I made it into the med bay and hit the emergency button, which automatically set the gravity drive’s course back to earth. It was a shame to waste those four hours of travel but in that moment I was sure I was going to die and wanted at least my body to make it back to my family. I removed my shirt and sat down facing the mirror on the examination chair. The blue veins all over my body had blackened, even the one in the well of my eye. The machine was measuring my pulse: 13, 14, 13, 12 beats per minute. It pricked my finger and took a blood sample. “Foreign bodies detected” appeared on the screen as I awaited further analysis. It wasn’t bare elements or small molecules - the sample contained foreign biomolecules and invasive life. Not any bacterial species known on earth, not a bacterium at all.
My breathing was more ragged than ever and I coughed spastically and often, choking for air, it felt like something was completely flooding my left lung, or like a tree was growing in it. I passed this information onto the AI, which took a long ultrasound. For a moment I thought I had hard enlarged pulmonary veins. There was indeed something dense writhing around in my left lung. It looked like a large worm long and rounded on both ends. I wretched both from disgust and out of the feeling. I nearly fainted as it turned its head toward the scanner. This worm had a face that somewhat resembled an angler fish - eyes far apart and long, sharp, needle-like teeth. It was wriggling harder now.
I collapsed out of the chair onto all fours, heaving, trying to vomit it out of my lung. What had been in that bit of gas I inhaled? Some sort of egg? And how was it maturing this quickly? It felt as though my bronchial passage was stretched to capacity as it slithered out of me. It nearly broke my jaw as it passed through my mouth, and once it hit the deck of the med bay, it slithered into a vent. It moved very quickly for being only a few minutes old. I was relieved to have it out of my lung but terrified to think that I might encounter it again on the ship, however, I think it must have slipped out before I got back to earth because after a week of searching and scanning I still haven’t detected it.

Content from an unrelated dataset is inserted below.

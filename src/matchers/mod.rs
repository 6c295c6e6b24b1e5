pub use substring::SubstringMatcher;

mod substring;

I don’t know how it crosses the hull’s boundary so easily either way, but I definitely feel unsettled as I go into my next voyage. I don’t think it took anything from me besides my warmth and I think it was an accident that it grew in my lung, specifically. There was no evidence that it had bitten me from the inside, drunk my blood, or eaten any part of me. Maybe it just needs warmth for that initial stage of its life. I wonder what it will eat now… perhaps just the gases floating in space?
I can’t help but wonder if it was still in its embryonic stage when it left my vessel. If so, I can only imagine how large it might be when it reaches adulthood.